MNIST via TF's low-level Python API, 3 hidden layers

In [1]:
import tensorflow as tf

In [2]:
tf.reset_default_graph()

In [3]:
n_inputs = 28*28
n_hidden1 = 200
n_hidden2 = 200
n_hidden3 = 100
n_hidden4 = 100
n_outputs = 10

In [4]:
X = tf.placeholder(tf.float32, shape=(None, n_inputs), name="X")
y = tf.placeholder(tf.int64, shape=(None), name="y")

In [5]:
training = tf.placeholder_with_default(False, shape=(), name='training') #Boolean switch which says if we're training or not

dropout_rate = 0.25 #Hyperparameter: We drop 25% of the neurons at each step
X_drop = tf.layers.dropout(X, dropout_rate, training=training)

In [6]:
he_init = tf.contrib.layers.variance_scaling_initializer(mode = "FAN_AVG")
#We don't need this if we have SELU

Here is what the scaled exponential linear units look like

In [7]:
#Already available as a command in tf 1.4
def selu(z,
         scale=1.0507009873554804934193349852946,
         alpha=1.6732632423543772848170429916717):
    return scale * tf.where(z >= 0.0, z, alpha * tf.nn.elu(z)) 

In [8]:
#Dropouts after every layer
with tf.name_scope("layers"):
    hidden1 = tf.layers.dense(X_drop, n_hidden1, name="hidden1", activation=selu, kernel_initializer=he_init)
    hidden1_drop = tf.layers.dropout(hidden1, dropout_rate, training=training) 
    #Dropout is implemented if training is true (training is false when we're classifying)
    hidden2 = tf.layers.dense(hidden1_drop, n_hidden2, name="hidden2", activation=selu, kernel_initializer=he_init)
    hidden2_drop = tf.layers.dropout(hidden2, dropout_rate, training=training)
    hidden3 = tf.layers.dense(hidden2_drop, n_hidden3, name="hidden3", activation=selu,kernel_initializer=he_init)
    hidden3_drop = tf.layers.dropout(hidden3, dropout_rate, training=training)
    hidden4 = tf.layers.dense(hidden3_drop, n_hidden3, name="hidden4", activation=selu,kernel_initializer=he_init)
    hidden4_drop = tf.layers.dropout(hidden4, dropout_rate, training=training)
    logits = tf.layers.dense(hidden4_drop, n_outputs, name="outputs") #We don't drop neurons from the outputs

In [9]:
with tf.name_scope("loss"):
    xentropy = tf.nn.sparse_softmax_cross_entropy_with_logits(labels=y, logits=logits)
    loss = tf.reduce_mean(xentropy, name="loss")

In [10]:
learning_rate = tf.placeholder(tf.float32, shape=(), name="lr")
#Learning rate is a placeholder, because the optimizer will select its own

with tf.name_scope("minimize"):
    optimizer = tf.train.AdamOptimizer() #Forget Gradient Descent, we're using this thing
    train_op = optimizer.minimize(loss)

In [11]:
with tf.name_scope("accuracy"):
    correct = tf.nn.in_top_k(logits, y, 1)
    accuracy = tf.reduce_mean(tf.cast(correct, tf.float32))

In [12]:
init = tf.global_variables_initializer()
saver = tf.train.Saver()

In [13]:
from tensorflow.examples.tutorials.mnist import input_data
mnist = input_data.read_data_sets("data")

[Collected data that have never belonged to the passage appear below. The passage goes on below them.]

impl BufferManager {
    pub fn new(device: Arc<GpuDevice>) -> Self {
        Self {
            device,
            arena: Arc::new(DelegateArena::new()),
            inner: Mutex::new(ManagerInner {
                table: SegmentTable::new(),
                mappings: Vec::new(),
            }),
            next_id: AtomicUsize::new(0),
        }
    }

    pub fn arena(&self) -> &Arc<DelegateArena> {
        &self.arena
    }

    /// Number of registered guest buffers.
    pub fn buffer_count(&self) -> usize {
        self.inner.lock().mappings.len()
    }

    /// Lock every registered buffer overlapping `range` under `tag`, in
    /// guest address order.
    pub fn lookup(&self, range: GuestSpan, tag: ContextTag) -> Vec<LockedBuffer> {
        let inner = self.inner.lock();
        Self::lookup_locked(&inner, range, tag)
    }

    fn lookup_locked(inner: &ManagerInner, range: GuestSpan, tag: ContextTag) -> Vec<LockedBuffer> {
        if let Some(buffer) = inner.table.get(range.addr) {
            if registered_span(buffer).contains(&range) {
                return vec![LockedBuffer::new(buffer.clone(), tag)];
            }
        }

        let first = inner
            .mappings
            .partition_point(|b| registered_span(b).end() <= range.addr);
        inner.mappings[first..]
            .iter()
            .take_while(|b| registered_span(b).addr < range.end())
            .map(|b| LockedBuffer::new(b.clone(), tag))
            .collect()
    }

    /// A view of `guest_mapping`, creating or coalescing buffers as needed.
    ///
    /// Buffers are created over the page-aligned hull of the mapping. If any
    /// coalesced buffer was already locked under `tag`, the new buffer is
    /// handed to `attach` still locked, so the caller's execution keeps it
    /// locked until it ends.
    pub fn find_or_create(
        &self,
        guest_mapping: GuestSpan,
        tag: ContextTag,
        attach: &mut dyn FnMut(LockedBuffer),
    ) -> BufferResult<BufferView> {
        let aligned = guest_mapping.page_aligned();
        let mut inner = self.inner.lock();

        let overlaps = Self::lookup_locked(&inner, aligned, tag);
        if let [only] = overlaps.as_slice() {
            let span = registered_span(only);
            if span.contains(&aligned) {
                return Ok(self.get_view(only.buffer(), guest_mapping.addr - span.addr, guest_mapping.size));
            }
        }

        if overlaps.is_empty() {
            let buffer = LockedBuffer::new(self.create_guest_buffer(aligned)?, tag);
            buffer.buffer().setup_guest_mappings()?;
            inner.insert(buffer.buffer().clone());
            return Ok(self.get_view(buffer.buffer(), guest_mapping.addr - aligned.addr, guest_mapping.size));
        }

        let buffer = self.coalesce_buffers(aligned, &overlaps, tag)?;
        let buffer_span = registered_span(&buffer);
        let view = self.get_view(
            buffer.buffer(),
            guest_mapping.addr - buffer_span.addr,
            guest_mapping.size,
        );
        let new_buffer = buffer.buffer().clone();

        if overlaps.iter().any(|overlap| !overlap.is_first_usage()) {
            attach(buffer);
        } else {
            drop(buffer);
        }

        for overlap in &overlaps {
            inner.remove(overlap.buffer());
            overlap.invalidate();
        }
        inner.insert(new_buffer);

        log::debug!(
            "buffer manager: coalesced {} buffers into {} over {}",
            overlaps.len(),
            view.buffer().id(),
            buffer_span
        );
        Ok(view)
    }

    /// Merge `sources` and `range` into a single new buffer, returned locked
    /// under `tag`. Sources are left registered.
    fn coalesce_buffers(
        &self,
        range: GuestSpan,
        sources: &[LockedBuffer],
        tag: ContextTag,
    ) -> BufferResult<LockedBuffer> {
        let mut first_cycle = None;
        for (index, source) in sources.iter().enumerate() {
            // Their backings are copied below and must be stable.
            if source.dirty_state() == DirtyState::GpuDirty || source.all_cpu_backing_writes_blocked() {
                source.wait_on_fence();
            }

            // Cycles cannot be chained here without knowing their order, so
            // only one may survive.
            let cycle = source.cycle();
            if index == 0 {
                first_cycle = cycle;
            } else if !same_cycle(&cycle, &first_cycle) {
                source.wait_on_fence();
            }
        }

        let mut lowest = range.addr;
        let mut highest = range.end();
        for source in sources {
            let span = registered_span(source);
            lowest = lowest.min(span.addr);
            highest = highest.max(span.end());
        }

        // Lock before the traps are armed so no guest fault can touch the
        // buffer before it is ready.
        let buffer = LockedBuffer::new(
            self.create_guest_buffer(GuestSpan::from_range(lowest, highest))?,
            tag,
        );
        let merged: Vec<(&Buffer, DeviceSize, bool)> = sources
            .iter()
            .map(|source| {
                let offset: DeviceSize = registered_span(source).addr - lowest;
                (&**source, offset, source.is_first_usage())
            })
            .collect();
        buffer.buffer().coalesce_from(first_cycle, &merged)?;
        for &(source, offset, _) in &merged {
            self.arena.link(source.delegate(), buffer.delegate(), offset);
        }

        if buffer.backing_immutability() != BackingImmutability::None {
            log::trace!(
                "buffer manager: coalesced buffer {} inherits {:?}",
                buffer.id(),
                buffer.backing_immutability()
            );
        }
        Ok(buffer)
    }

    fn create_guest_buffer(&self, span: GuestSpan) -> BufferResult<Arc<Buffer>> {
        let delegate = self.arena.reserve();
        let id = self.next_id.fetch_add(1, Ordering::Relaxed);
        let buffer = Arc::new(Buffer::new_guest(
            self.device.clone(),
            id,
            GuestBuffer::contiguous(span),
            delegate,
        )?);
        self.arena.bind(delegate, &buffer);
        Ok(buffer)
    }

    /// Create an unregistered buffer with no guest memory behind it.
    pub fn allocate_host_buffer(&self, size: DeviceSize) -> BufferResult<Arc<Buffer>> {
        let delegate = self.arena.reserve();
        let id = self.next_id.fetch_add(1, Ordering::Relaxed);
        let buffer = Arc::new(Buffer::new_host(self.device.clone(), id, size, delegate)?);
        self.arena.bind(delegate, &buffer);
        Ok(buffer)
    }

    /// A view of `[offset, offset + size)` of `buffer`.
    pub fn get_view(&self, buffer: &Arc<Buffer>, offset: DeviceSize, size: DeviceSize) -> BufferView {
        BufferView::new(self.arena.clone(), buffer.delegate(), offset, size)
    }

    /// A view of `mapping` if `buffer` mirrors all of it.
    pub fn try_get_view(&self, buffer: &Arc<Buffer>, mapping: GuestSpan) -> Option<BufferView> {
        let span = buffer.guest_span()?;
        if !span.contains(&mapping) {
            return None;
        }
        Some(self.get_view(buffer, mapping.addr - span.addr, mapping.size))
    }
}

Extracting data\train-images-idx3-ubyte.gz
Extracting data\train-labels-idx1-ubyte.gz
Extracting data\t10k-images-idx3-ubyte.gz
Extracting data\t10k-labels-idx1-ubyte.gz


In [14]:
n_epochs = 500
batch_size = 80
final_accuracy = 0

In [15]:
with tf.Session() as sess:
    sess.run(init)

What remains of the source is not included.